21-24 – Targeting the C9orf72 Intronic G4C2 Hexanucleotide Repeat Expansion in C9ALS/FTD Using Antisense Oligonucleotides (ASOs)

ASOs have emerged as a promising therapeutic approach for Amyotrophic Lateral Sclerosis (ALS). Tofersen, an ASO, targets ALS caused by a mutation in the SOD1 gene, while Jacifusen, another ASO, is designed for ALS linked to a FUS gene mutation. The leading cause of ALS and Frontotemporal Dementia (FTD), collectively known as C9ALS/FTD, is a GGGGCC (G4C2) hexanucleotide repeat expansion (HRE) within the first intron of the C9orf72 gene, which is central to the pathogenesis of C9ALS/FTD. However, despite targeting this mechanism, ASOs developed for C9ALS/FTD have not yet demonstrated clinical benefit. The three primary pathogenic mechanisms in C9ALS/FTD are repeat-associated non-ATG (RAN) translation, nuclear RNA inclusions, and C9orf72 loss of function. Bromodomain inhibitors, under specific experimental conditions, can enhance C9orf72 transcription, reduce toxic DPR inclusions, whilst increasing the accumulation of RNA foci which is potentially neuroprotective. However, due to the off-target effects of bromodomain inhibitors, we are developing ASOs that selectively silence specific bromodomain and extra-terminal domain (BET) proteins. These ASOs offer greater precision compared to traditional bromodomain inhibitors like JQ1 and PFI-1.

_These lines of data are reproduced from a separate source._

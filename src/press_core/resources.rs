//! Point-in-time system readings and the schedule-window predicate.
//!
//! CPU and memory come from a shared `sysinfo::System` instance so the
//! usage baselines are warmed once instead of being re-initialized on every
//! call. The GPU reading reuses a single NVML handle; on hosts without an
//! NVIDIA GPU (or without drivers) it degrades to "unavailable" and the
//! load gate treats utilization as zero.

use std::path::Path;
use std::sync::{Mutex, OnceLock};

use chrono::{DateTime, Local, Timelike};
use nvml_wrapper::Nvml;
use nvml_wrapper::error::NvmlError;
use serde::Serialize;
use sysinfo::System;
use tracing::{debug, info, warn};

use crate::press_core::catalog::Catalog;
use crate::press_core::config::Config;
use crate::press_core::domain::Severity;
use crate::sync_ext::MutexExt;

#[derive(Debug, Clone, Serialize)]
pub struct GpuUsageSnapshot {
    pub available: bool,
    pub gpu_percent: Option<u32>,
    pub memory_percent: Option<u32>,
    pub error: Option<String>,
}

fn shared_system() -> &'static Mutex<System> {
    static SYSTEM: OnceLock<Mutex<System>> = OnceLock::new();
    SYSTEM.get_or_init(|| {
        let mut sys = System::new();
        sys.refresh_cpu_usage();
        sys.refresh_memory();
        Mutex::new(sys)
    })
}

/// Aggregate CPU utilization in [0, 100].
pub fn cpu_percent() -> f32 {
    let mut sys = shared_system().lock_unpoisoned();
    sys.refresh_cpu_usage();
    let cpus = sys.cpus();
    if cpus.is_empty() {
        return 0.0;
    }
    cpus.iter().map(|c| c.cpu_usage()).sum::<f32>() / cpus.len() as f32
}

/// (available, total) memory in bytes.
pub fn memory_usage() -> (u64, u64) {
    let mut sys = shared_system().lock_unpoisoned();
    sys.refresh_memory();
    (sys.available_memory(), sys.total_memory())
}

fn try_sample_gpu_usage() -> Result<GpuUsageSnapshot, NvmlError> {
    static NVML_INSTANCE: OnceLock<Mutex<Option<Nvml>>> = OnceLock::new();

    let mutex = NVML_INSTANCE.get_or_init(|| Mutex::new(None));
    let mut guard = mutex.lock_unpoisoned();
    if guard.is_none() {
        *guard = Some(Nvml::init()?);
    }

    let Some(nvml) = guard.as_ref() else {
        return Err(NvmlError::Uninitialized);
    };
    let device_count = nvml.device_count()?;
    if device_count == 0 {
        return Ok(GpuUsageSnapshot {
            available: false,
            gpu_percent: None,
            memory_percent: None,
            error: Some("No NVIDIA GPUs detected".to_string()),
        });
    }

    let device = nvml.device_by_index(0)?;
    let util = device.utilization_rates()?;
    let memory = device.memory_info()?;
    let memory_percent = if memory.total > 0 {
        Some(((memory.used as f64 / memory.total as f64) * 100.0).round() as u32)
    } else {
        None
    };

    Ok(GpuUsageSnapshot {
        available: true,
        gpu_percent: Some(util.gpu),
        memory_percent,
        error: None,
    })
}

pub fn sample_gpu_usage() -> GpuUsageSnapshot {
    match try_sample_gpu_usage() {
        Ok(snapshot) => snapshot,
        Err(e) => GpuUsageSnapshot {
            available: false,
            gpu_percent: None,
            memory_percent: None,
            error: Some(format!("{e}")),
        },
    }
}

/// Free space on the filesystem holding `path`, in whole megabytes.
pub fn free_space_mb(path: &Path) -> Option<u64> {
    match fs2::available_space(path) {
        Ok(bytes) => Some(bytes / (1024 * 1024)),
        Err(err) => {
            warn!(path = %path.display(), error = %err, "failed to read free space");
            None
        }
    }
}

/// Pre-session resource gate: free space on the temp area and available
/// memory must clear their configured floors. High CPU is only a warning
/// here; the load gate is a separate, stricter predicate.
pub fn check_resources(config: &Config, catalog: &Catalog) -> bool {
    let temp_dir = Path::new(&config.temp_dir);
    match free_space_mb(temp_dir) {
        Some(free) if free < config.min_free_space_mb => {
            let msg = format!(
                "Insufficient disk space on {}: {free}MB free, {}MB required",
                config.temp_dir, config.min_free_space_mb
            );
            warn!("{msg}");
            catalog.log_event("disk_space_error", &msg, Severity::Error);
            return false;
        }
        Some(_) => {}
        None => return false,
    }

    let (available, _total) = memory_usage();
    let available_mb = available / (1024 * 1024);
    if available_mb < config.min_memory_mb {
        let msg = format!(
            "Low memory: {available_mb}MB available, minimum {}MB required",
            config.min_memory_mb
        );
        warn!("{msg}");
        catalog.log_event("resource_warning", &msg, Severity::Warning);
        return false;
    }

    let cpu = cpu_percent();
    if cpu > 90.0 {
        let msg = format!("High CPU usage: {cpu:.0}%");
        warn!("{msg}");
        catalog.log_event("resource_warning", &msg, Severity::Warning);
    }

    true
}

/// Load gate consulted by dynamic scheduling: fails when CPU > 80 %,
/// memory > 90 % or GPU > 80 %.
pub fn check_load() -> bool {
    let cpu = cpu_percent();
    let (available, total) = memory_usage();
    let memory_percent = if total > 0 {
        (total - available) as f64 / total as f64 * 100.0
    } else {
        0.0
    };
    let gpu = sample_gpu_usage().gpu_percent.unwrap_or(0);

    debug!(cpu = cpu as f64, memory_percent, gpu, "system load sample");

    if cpu > 80.0 || memory_percent > 90.0 || gpu > 80 {
        info!(
            cpu = cpu as f64,
            memory_percent, gpu, "system under heavy load, holding compression"
        );
        return false;
    }
    true
}

/// True iff `now` falls inside the configured window, and the host is not
/// under heavy load when dynamic scheduling is enabled. Wrap-around windows
/// are rejected at config validation, so a plain range check suffices.
pub fn within_schedule(config: &Config, now: DateTime<Local>) -> bool {
    if config.schedule.dynamic_scheduling && !check_load() {
        return false;
    }
    hour_in_window(now.hour(), config.schedule.start_hour, config.schedule.end_hour)
}

pub(crate) fn hour_in_window(hour: u32, start_hour: u32, end_hour: u32) -> bool {
    start_hour <= hour && hour < end_hour
}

Our goal is to use ASOs to knock down BRD2, BRD3, and BRD4 mRNA, along with their specific isoforms. Initially, we will conduct this in iPSCs and iPSC-derived neurons to confirm the expression of the different BET isoforms and demonstrate their potential for silencing. We will assess the changes in C9orf72 expression and the resulting impact on DPR formation and RNA foci levels. Following this, we will apply the approach to patient-derived iPSC lines containing known pathogenic C9orf72 HREs.